** Opening Records to use block **

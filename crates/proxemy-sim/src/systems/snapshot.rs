//! Snapshot system: reads the world and builds a `GameStateSnapshot`.
//!
//! This system is read-only; it never modifies the world.

use proxemy_core::components::{Renderable, ShipControls};
use proxemy_core::enums::{EntityKind, GamePhase};
use proxemy_core::events::GameEvent;
use proxemy_core::life::Damageable;
use proxemy_core::spatial::Spatial;
use proxemy_core::state::{GameStateSnapshot, ObjectView, ShipView};
use proxemy_core::types::SimTime;

use crate::detector::object_id;
use crate::objects::{Gatling, Module, Ship, Vessel};
use crate::world::World;

pub fn build_snapshot(
    world: &World,
    time: &SimTime,
    phase: GamePhase,
    score: u32,
    events: Vec<GameEvent>,
) -> GameStateSnapshot {
    GameStateSnapshot {
        time: *time,
        phase,
        score,
        ship: build_ship(world),
        objects: build_objects(world),
        events,
    }
}

fn build_ship(world: &World) -> Option<ShipView> {
    let entity = world.get_object_of_type(EntityKind::Ship)?;
    let ecs = world.ecs();
    let spatial = ecs.get::<&Spatial>(entity).ok()?;
    let ship = ecs.get::<&Ship>(entity).ok()?;
    let is_shooting = ecs
        .get::<&ShipControls>(entity)
        .map(|c| c.is_shooting)
        .unwrap_or(false);
    Some(ShipView {
        id: object_id(entity),
        position: spatial.position(),
        forward: spatial.forward(),
        up: spatial.up(),
        life: ship.life(),
        max_life: ship.life.max_life().unwrap_or(0.0),
        is_shooting,
    })
}

/// One view per active object, in insertion order.
fn build_objects(world: &World) -> Vec<ObjectView> {
    let ecs = world.ecs();
    world
        .active()
        .iter()
        .filter_map(|&entity| {
            let kind = world.kind(entity)?;
            let spatial = ecs.get::<&Spatial>(entity).ok()?;
            let renderable = ecs.get::<&Renderable>(entity).ok().map(|r| *r);
            let life = match kind {
                EntityKind::Ship => ecs.get::<&Ship>(entity).ok().map(|p| p.life()),
                EntityKind::Vessel => ecs.get::<&Vessel>(entity).ok().map(|p| p.life()),
                EntityKind::Module => ecs.get::<&Module>(entity).ok().map(|p| p.life()),
                EntityKind::Gatling => ecs.get::<&Gatling>(entity).ok().map(|p| p.life()),
                _ => None,
            };
            Some(ObjectView {
                id: object_id(entity),
                kind,
                model: renderable.map(|r| r.model),
                position: spatial.position(),
                orientation: spatial.orientation(),
                life,
                damaged: renderable.is_some_and(|r| r.damaged),
            })
        })
        .collect()
}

** Closing Records to use block **

__What to do__
Give the number of lines in the listing above that contain "GameStateSnapshot", and nothing else.

__Expected output__
4